To me, it's neither a shock nor a mystery, but definitely a needed reminder. There are many conditions- physical and mental- to which a person can be genetically PREDISPOSED, and not everyone with the predisposition gets the condition. Clearly environment plays a big role.

I haven't read the article yet, although I do have the magazine at home. But I can tell you that when I make mac and cheese, I use real butter and whole milk. I thought that was "normal".

WifeMomChocoholic said... comment disappeared. I hope it doesn't post twice now.

So much for the theory that dieting wrecks your metabolism.

I don't think cultural images cause anorexia, but I think they definitely contribute to disordered eating like bingeing. Women struggle to achieve the kind of perfection celebrities appear to have and feel guilty when they can't get there.

I've seen it time and time again on weblogs. Women get close to their goal weights and suddenly their goal drops by 10 pounds, they become disgusted by their cellulite, and berate themselves for every cookie eaten.

When I was a size six I decided a four would be better because my stomach still wasn't flat enough, nor my thighs small enough. I became ashamed of my spider veins and stopped wearing shorts. When I couldn't achieve perfection, the bingeing began.

Anonymous said...

This article definitely makes clear to me something I already suspected. That anorexia, like alcoholism, is an addiction. My late sister, a one-time bulimic, descended into alcoholism and spoke to me of the demon that called to her. It spoke to her when she was trying to be good and not drink. It told her that there was nothing wrong with a glass or two of wine. It lured her into the liquor store when she wanted to pass it by. She knew it was a demon, she even used that word to describe it. I wonder if a Maudsly type approach could work for alcoholics...
The genetic predisposition surely exists, but something seperates those who succomb to the beast and become possessed by the disorders and those who somehow come away unscathed from the same environment. Witness my sister and I. I don't have any eating disorders, but knowing that my mother and sister both were alcoholics, I see my demon lurking in the closet. For now, I keep him behind lock and key...but some days I worry that he will convince me to unlock that door.

disordered girl said...

You just can't discount socio-cultural factors. All those girls in "Thin" were taught by adults at an early age that they needed to lose weight. Those adults were responding to cultural expectations of acceptable sizes for girls (and, to be fair, to health concerns as well, although I argue the size concern tends to be the more pressing factor for many).

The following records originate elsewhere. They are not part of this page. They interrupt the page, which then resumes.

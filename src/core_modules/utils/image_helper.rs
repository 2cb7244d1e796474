use image::{ImageEncoder, RgbImage};
use std::path::Path;

/// Writes an RGB raster as a PNG file.
pub fn save_png<P: AsRef<Path>>(path: P, image: &RgbImage) -> Result<(), image::error::ImageError> {
    let output = std::io::BufWriter::new(std::fs::File::create(path)?);
    let encoder = image::codecs::png::PngEncoder::new(output);

    encoder.write_image(
        image.as_raw(),
        image.width(),
        image.height(),
        image::ExtendedColorType::Rgb8,
    )?;

    Ok(())
}

/// Decodes an image file into RGB, dropping any alpha channel.
pub fn load_rgb<P: AsRef<Path>>(path: P) -> Result<RgbImage, image::error::ImageError> {
    Ok(image::open(path)?.to_rgb8())
}
// THEORY:
// The grading model is an external collaborator. The screening engine never looks
// inside it; it only relies on a small set of capabilities:
//
// 1.  **Forward**: evaluate the model on an input tensor and get a scalar regression
//     output that remembers how it was computed (a gradient tape).
// 2.  **Inference**: evaluate without a tape. Used for plain grading; it must not
//     notify layer observers, so it can run while another request is explaining.
// 3.  **Zero Grad / Backward**: reset accumulated parameter gradients and
//     backpropagate from a scalar output.
// 4.  **Named Layers**: expose internal layers that can be observed. An observer is a
//     callback attached to one phase (forward activations or backward gradients) of
//     one layer. Observers live on the shared model instance, so whoever attaches one
//     is responsible for detaching it again.
//
// `LayerTap` is a ready-made observer registry that backends embed in each layer
// they want to expose. `SharedModel` pairs a model with the lock that serializes
// attribution sessions on it.

use crate::core_modules::tensor::{FeatureMap, InputTensor};
use crate::error::ModelError;
use std::sync::atomic::{AtomicU64, Ordering};
use std::sync::{Arc, Mutex, MutexGuard, PoisonError};

/// Which pass of the model an observer listens to.
#[derive(Debug, Clone, Copy, PartialEq, Eq)]
pub enum Phase {
    /// Receives the layer's output activations during `forward`.
    Forward,
    /// Receives the gradient of the output with respect to the layer's output during `backward`.
    Backward,
}

/// Handle returned by `ObservableLayer::attach`, used to detach the observer again.
#[derive(Debug, Clone, Copy, PartialEq, Eq, Hash)]
pub struct ObserverId(u64);

/// Callback receiving a layer's activation or gradient.
pub type Observer = Arc<dyn Fn(&FeatureMap) + Send + Sync>;

/// A model layer whose forward output and backward gradient can be observed.
pub trait ObservableLayer: Send + Sync {
    fn name(&self) -> &str;
    fn attach(&self, phase: Phase, observer: Observer) -> ObserverId;
    /// Returns `false` if the observer was not attached.
    fn detach(&self, id: ObserverId) -> bool;
    fn observer_count(&self) -> usize;
}

/// The scalar result of a forward pass, with the backend's gradient tape when recorded.
#[derive(Debug, Clone)]
pub struct ModelOutput<T> {
    value: f32,
    tape: Option<T>,
}

impl<T> ModelOutput<T> {
    pub fn with_tape(value: f32, tape: T) -> Self {
        Self {
            value,
            tape: Some(tape),
        }
    }

    /// An output that cannot be backpropagated.
    pub fn detached(value: f32) -> Self {
        Self { value, tape: None }
    }

    pub fn value(&self) -> f32 {
        self.value
    }

    pub fn tape(&self) -> Option<&T> {
        self.tape.as_ref()
    }

    pub fn is_differentiable(&self) -> bool {
        self.tape.is_some()
    }

    pub fn detach(self) -> Self {
        Self::detached(self.value)
    }
}

/// The capabilities the screening engine needs from a differentiable regression model.
pub trait RegressionModel: Send + Sync {
    /// Backend-specific record of a forward pass.
    type Tape: Send;

    fn forward(&self, input: &InputTensor) -> Result<ModelOutput<Self::Tape>, ModelError>;

    /// Evaluates without recording a tape and without notifying observers.
    fn infer(&self, input: &InputTensor) -> Result<f32, ModelError>;

    fn zero_grad(&self);

    fn backward(&self, output: &ModelOutput<Self::Tape>) -> Result<(), ModelError>;

    fn layer(&self, id: &str) -> Option<&dyn ObservableLayer>;
}

/// Observer registry for one named layer.
pub struct LayerTap {
    name: String,
    next_id: AtomicU64,
    observers: Mutex<Vec<(ObserverId, Phase, Observer)>>,
}

impl LayerTap {
    pub fn new(name: impl Into<String>) -> Self {
        Self {
            name: name.into(),
            next_id: AtomicU64::new(0),
            observers: Mutex::new(Vec::new()),
        }
    }

    fn observers(&self) -> MutexGuard<'_, Vec<(ObserverId, Phase, Observer)>> {
        self.observers.lock().unwrap_or_else(PoisonError::into_inner)
    }

    /// Delivers `tensor` to every observer attached to `phase`.
    pub fn notify(&self, phase: Phase, tensor: &FeatureMap) {
        // Snapshot first so observers may attach or detach from inside the callback.
        let listeners: Vec<Observer> = self
            .observers()
            .iter()
            .filter(|(_, p, _)| *p == phase)
            .map(|(_, _, observer)| Arc::clone(observer))
            .collect();

        for observer in listeners {
            observer(tensor);
        }
    }

    pub fn has_observers(&self, phase: Phase) -> bool {
        self.observers().iter().any(|(_, p, _)| *p == phase)
    }
}

impl ObservableLayer for LayerTap {
    fn name(&self) -> &str {
        &self.name
    }

    fn attach(&self, phase: Phase, observer: Observer) -> ObserverId {
        let id = ObserverId(self.next_id.fetch_add(1, Ordering::Relaxed));
        self.observers().push((id, phase, observer));
        id
    }

    fn detach(&self, id: ObserverId) -> bool {
        let mut observers = self.observers();
        let before = observers.len();
        observers.retain(|(existing, _, _)| *existing != id);
        observers.len() != before
    }

    fn observer_count(&self) -> usize {
        self.observers().len()
    }
}

/// A model instance shared between requests, with the lock that makes each
/// attach/run/detach attribution sequence a critical section.
pub struct SharedModel<M> {
    model: M,
    attribution: Mutex<()>,
}

impl<M: RegressionModel> SharedModel<M> {
    pub fn new(model: M) -> Self {
        Self {
            model,
            attribution: Mutex::new(()),
        }
    }

    pub fn model(&self) -> &M {
        &self.model
    }

    /// Blocks until no other attribution session is running on this model.
    pub fn lock_attribution(&self) -> MutexGuard<'_, ()> {
        self.attribution.lock().unwrap_or_else(PoisonError::into_inner)
    }
}

#[cfg(test)]
mod tests {
    use super::*;
    use std::sync::atomic::AtomicUsize;

    fn counting_observer(counter: &Arc<AtomicUsize>) -> Observer {
        let counter = Arc::clone(counter);
        Arc::new(move |_: &FeatureMap| {
            counter.fetch_add(1, Ordering::SeqCst);
        })
    }

    #[test]
    fn observers_only_hear_their_phase() {
        let tap = LayerTap::new("features");
        let forward = Arc::new(AtomicUsize::new(0));
        let backward = Arc::new(AtomicUsize::new(0));
        tap.attach(Phase::Forward, counting_observer(&forward));
        tap.attach(Phase::Backward, counting_observer(&backward));

        let tensor = FeatureMap::zeros((1, 2, 3, 3));
        tap.notify(Phase::Forward, &tensor);
        tap.notify(Phase::Forward, &tensor);
        tap.notify(Phase::Backward, &tensor);

        assert_eq!(forward.load(Ordering::SeqCst), 2);
        assert_eq!(backward.load(Ordering::SeqCst), 1);
    }

    #[test]
    fn detached_observers_stop_receiving() {
        let tap = LayerTap::new("features");
        let calls = Arc::new(AtomicUsize::new(0));
        let id = tap.attach(Phase::Forward, counting_observer(&calls));
        assert_eq!(tap.observer_count(), 1);
        assert!(tap.has_observers(Phase::Forward));

        assert!(tap.detach(id));
        assert!(!tap.detach(id));
        tap.notify(Phase::Forward, &FeatureMap::zeros((1, 1, 1, 1)));

        assert_eq!(calls.load(Ordering::SeqCst), 0);
        assert_eq!(tap.observer_count(), 0);
    }

    #[test]
    fn output_tape_tracks_differentiability() {
        let output = ModelOutput::with_tape(1.5, ());
        assert!(output.is_differentiable());
        assert_eq!(output.value(), 1.5);

        let detached = output.detach();
        assert!(!detached.is_differentiable());
        assert_eq!(detached.value(), 1.5);
        assert!(detached.tape().is_none());
    }
}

I'm sure there are genetic factors that make one more susceptible to addictive or compulsive behavioral mindsets, but would the compulsiveness ever be triggered in the first place without the socio-cultural influences? I'm doubtful...

Haley-O said...

I strongly believe that there are both genetic and sociocultural factors at work with anorexia -- just like other mental disorders. Based on my own experience with both eating disorders and anxiety disorder, I strongly believe anorexia is a form of gross anxiety disorder that is biologically predetermined, and triggered by sociocultural factors.

littlem said...

Haley kind of nailed it.

I don't agree with Ms. Brown about the 1 to 3 percent who "do" have the disorder, according to her.

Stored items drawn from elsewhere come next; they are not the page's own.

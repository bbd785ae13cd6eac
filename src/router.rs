//! Dynamic prefix router over storage backends.
//!
//! Routes resolve by first-match prefix in installation order: the most
//! recently prepended route whose prefix matches wins, regardless of prefix
//! length. A more specific route therefore has to be installed after the
//! broader one to take precedence.
//!
//! The route list is copy-on-write: lookups clone an `Arc` snapshot and can
//! never observe a torn list, while mutations from reconciler callbacks are
//! serialized by the lock.

use async_trait::async_trait;
use parking_lot::RwLock;
use std::sync::Arc;
use tracing::{info, warn};

use crate::backend::file::BackendFile;
use crate::backend::ObjectFs;
use crate::context::RequestContext;
use crate::error::{DienerError, Result};

/// One installed route: a URL prefix backed by a storage backend.
#[derive(Clone)]
pub struct Route {
    pub prefix: String,
    pub backend: Arc<dyn ObjectFs>,
}

pub struct DynamicRouter {
    routes: RwLock<Arc<Vec<Route>>>,
}

impl DynamicRouter {
    pub fn new() -> Self {
        Self {
            routes: RwLock::new(Arc::new(Vec::new())),
        }
    }

    /// Install a route at the front. No deduplication.
    pub fn prepend(&self, route: Route) {
        let mut routes = self.routes.write();
        info!(prefix = %route.prefix, "prepend route");
        let mut next = Vec::with_capacity(routes.len() + 1);
        next.push(route);
        next.extend(routes.iter().cloned());
        *routes = Arc::new(next);
    }

    /// Remove the first route whose prefix equals `prefix` exactly,
    /// returning it. Prefix matching plays no part here.
    pub fn delete(&self, prefix: &str) -> Option<Route> {
        let mut routes = self.routes.write();
        match routes.iter().position(|route| route.prefix == prefix) {
            Some(index) => {
                let mut next: Vec<Route> = routes.as_ref().clone();
                let removed = next.remove(index);
                *routes = Arc::new(next);
                info!(prefix, "delete route");
                Some(removed)
            }
            None => {
                info!(prefix, "route not found for delete");
                None
            }
        }
    }

    /// A cheap view carrying a per-request context. The route list is
    /// shared: mutations are visible through existing views.
    pub fn with_context(self: &Arc<Self>, ctx: RequestContext) -> RouterView {
        RouterView {
            router: Arc::clone(self),
            ctx,
        }
    }

    pub fn len(&self) -> usize {
        self.routes.read().len()
    }

    pub fn is_empty(&self) -> bool {
        self.len() == 0
    }

    fn snapshot(&self) -> Arc<Vec<Route>> {
        Arc::clone(&self.routes.read())
    }
}

impl Default for DynamicRouter {
    fn default() -> Self {
        Self::new()
    }
}

#[async_trait]
impl ObjectFs for DynamicRouter {
    /// Resolve `name` to the first matching route, strip the prefix exactly
    /// once, and delegate to the backend.
    async fn open(&self, name: &str, ctx: &RequestContext) -> Result<BackendFile> {
        let routes = self.snapshot();
        for route in routes.iter() {
            if let Some(stripped) = name.strip_prefix(&route.prefix) {
                return route.backend.open(stripped, ctx).await;
            }
        }
        warn!(name, "no route found");
        Err(DienerError::NotFound(name.to_string()))
    }
}

/// A router view bound to one request's context.
pub struct RouterView {
    router: Arc<DynamicRouter>,
    ctx: RequestContext,
}

impl RouterView {
    pub async fn open(&self, name: &str) -> Result<BackendFile> {
        self.router.open(name, &self.ctx).await
    }
}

She's talking about the 1 to 3 percent that report their disorder, are believed (unlike some of us who are "recovered" and are therefore "fatter" than society says we're "supposed" to be), and are properly diagnosed.

That's a very different thing, and based on the very factors Haley-O broke down, IMHO the actual numbers are probably a lot higher.

drstaceyny said...

ptc--I'm not sure, either--seems like a good question for a nutritionist or M.D.

anon--me, too!

wmc--I think there's plenty of research supporting the idea that dieting does wreak havoc on your metabolism. This may be an extreme case.

It does seem to be a limitless process, with the "target" moving farther and farther away.

anon--thanks for sharing your story. I, too, think that EDs look like addictions (see several posts back).

dg--I am, too.

haley--I actually have an article on the relationship b/w EDs and OCD--will post abt the idea soon.

lm--true, these numbers may be underestimates.